By Bryce Casson, Founder · Cardocrat · Updated June 2026
The short answer: There is no single dollar figure, but there are clear warning signs: carrying a balance month to month, paying only the minimum, using more than about 30 percent of your limits, putting essentials on credit because cash runs short, or a debt load that strains your income. Any one of these is a signal to act. The good news is the fixes work at any level if you start early.
There is no magic number, but there are signs
Too much credit card debt is not a fixed dollar amount; it is relative to your income and your ability to pay it off. The clearer measure is behavior. Warning signs include carrying a balance from month to month, paying only the minimum, using more than about 30 percent of your available credit, charging essentials like groceries because cash runs short, or losing track of how much you actually owe. Any one of those means the debt is starting to control you. See credit utilization.
Measure it against your income
The most useful gut check is your debt against your income. If your card balances are large relative to what you earn, or if the minimum payments alone take a meaningful bite out of your take-home pay, the debt is too much regardless of the raw number. Rising utilization is also dragging your credit score down at the same time, which makes everything else, from loans to apartments, more expensive.
What to do once you see the signs
Acting early is everything. Stop adding to the balance, list every card with its balance and APR, and attack the debt with the avalanche method or a 0 percent balance transfer.

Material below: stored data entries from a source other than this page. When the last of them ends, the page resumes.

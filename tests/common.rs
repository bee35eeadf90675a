#![allow(dead_code)]
use assert_cmd::{Command, cargo_bin_cmd};
use std::env;
use std::fs;
use std::path::PathBuf;

pub fn rwl() -> Command {
    cargo_bin_cmd!("rworklog")
}

/// Create a unique test DB path inside the system temp dir and remove any existing file
pub fn setup_test_db(name: &str) -> String {
    let mut path: PathBuf = env::temp_dir();
    path.push(format!("{}_rworklog.sqlite", name));
    let db_path = path.to_string_lossy().to_string();
    fs::remove_file(&db_path).ok();
    db_path
}

/// Create a temporary output file path inside tempdir and ensure it's removed
pub fn temp_out(name: &str, ext: &str) -> String {
    let mut path: PathBuf = env::temp_dir();
    path.push(format!("{}_rworklog_out.{}", name, ext));
    let p = path.to_string_lossy().to_string();
    fs::remove_file(&p).ok();
    p
}

pub fn init_db(db_path: &str) {
    rwl()
        .args(["--db", db_path, "--test", "init"])
        .assert()
        .success();
}

/// Add an entry through the CLI and return its id.
pub fn add_entry(db_path: &str, date: &str, kind: &str, start: &str, end: &str) -> String {
    let out = rwl()
        .args([
            "--db", db_path, "add", date, "--type", kind, "--start", start, "--end", end,
            "--client", "ACME", "--location", "HQ",
        ])
        .assert()
        .success()
        .get_output()
        .stdout
        .clone();

    let text = String::from_utf8(out).expect("utf8 stdout");
    let after = text
        .split("Entry ")
        .nth(1)
        .expect("add prints the new entry id");
    after
        .split_whitespace()
        .next()
        .expect("id token")
        .to_string()
}

/// Day timeline as parsed JSON.
pub fn day_json(db_path: &str, date: &str) -> serde_json::Value {
    let out = rwl()
        .args(["--db", db_path, "day", date, "--json"])
        .assert()
        .success()
        .get_output()
        .stdout
        .clone();
    serde_json::from_slice(&out).expect("day --json prints JSON")
}

/// Initialize DB and add a small dataset useful for many tests
pub fn init_db_with_data(db_path: &str) {
    init_db(db_path);
    add_entry(db_path, "2025-09-01", "work", "09:00", "17:00");
    add_entry(db_path, "2025-09-15", "vacation", "08:00", "16:00");
    add_entry(db_path, "2025-10-02", "work", "08:00", "12:00");
}
use crate::errors::AppResult;
use rusqlite::Connection;

/// Key/value blob store: one JSON document per key.
fn ensure_kv_table(conn: &Connection) -> rusqlite::Result<()> {
    conn.execute_batch(
        r#"
        CREATE TABLE IF NOT EXISTS kv (
            key        TEXT PRIMARY KEY,
            value      TEXT NOT NULL,
            updated_at TEXT NOT NULL
        );
        "#,
    )
}

/// Internal audit trail.
fn ensure_log_table(conn: &Connection) -> rusqlite::Result<()> {
    conn.execute_batch(
        r#"
        CREATE TABLE IF NOT EXISTS log (
            id        INTEGER PRIMARY KEY AUTOINCREMENT,
            date      TEXT NOT NULL,
            operation TEXT NOT NULL,
            target    TEXT DEFAULT '',
            message   TEXT NOT NULL
        );
        "#,
    )
}

/// Initialize the database schema. Safe to call on every open.
pub fn init_db(conn: &Connection) -> AppResult<()> {
    ensure_kv_table(conn)?;
    ensure_log_table(conn)?;
    Ok(())
}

Build a simple budget so you are paying down rather than treading water, and if you are already behind, call your issuer about hardship options rather than going silent. Asking for help early beats waiting until it spirals. See how to pay off credit card debt, balance transfers, and negotiating with your issuer.
Frequently asked questions
How much credit card debt is too much?
There is no single number; it depends on your income and ability to pay. The warning signs are clearer: carrying a balance, paying only the minimum, utilization over about 30 percent, charging essentials because cash is short, or minimum payments taking a real bite out of your pay.

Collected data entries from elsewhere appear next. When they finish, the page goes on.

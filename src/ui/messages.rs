//! Status lines for the terminal.
//!
//! `info` and `success` go to stdout; `warning` and `error` go to stderr so
//! that machine-readable output (`day --json`) stays clean.

use std::fmt;

/// ANSI colors
const RESET: &str = "\x1b[0m";
const BOLD: &str = "\x1b[1m";

const FG_BLUE: &str = "\x1b[34m";
const FG_GREEN: &str = "\x1b[32m";
const FG_YELLOW: &str = "\x1b[33m";
const FG_RED: &str = "\x1b[31m";

/// Icons
const ICON_INFO: &str = "ℹ️";
const ICON_OK: &str = "✅";
const ICON_WARN: &str = "⚠️";
const ICON_ERR: &str = "❌";

pub fn info<T: fmt::Display>(msg: T) {
    println!("{}{}{} {}{}", FG_BLUE, BOLD, ICON_INFO, RESET, msg);
}

pub fn success<T: fmt::Display>(msg: T) {
    println!("{}{}{} {}{}", FG_GREEN, BOLD, ICON_OK, RESET, msg);
}

pub fn warning<T: fmt::Display>(msg: T) {
    eprintln!("{}{}{} {}{}", FG_YELLOW, BOLD, ICON_WARN, RESET, msg);
}

pub fn error<T: fmt::Display>(msg: T) {
    eprintln!("{}{}{} {}{}", FG_RED, BOLD, ICON_ERR, RESET, msg);
}

/// Section header
pub fn header<T: fmt::Display>(msg: T) {
    println!("{}{}=== {} ==={}", FG_BLUE, BOLD, msg, RESET);
}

What is a healthy credit utilization?
Under about 30 percent of your total limits, and lower is better for your score. Consistently using more than that is both a sign of too much debt and a drag on your credit score.
Is carrying a credit card balance bad?
Yes, in two ways. You pay interest at your APR, often above 20 percent, which adds up fast, and regularly carrying a balance is itself a warning sign that spending has outrun what you can pay off.
What should I do if I have too much credit card debt?
Stop adding to it, list your balances and APRs, and pay it down with the avalanche method or a 0 percent balance transfer. Build a budget, and if you are behind, contact your issuer about hardship programs early rather than waiting.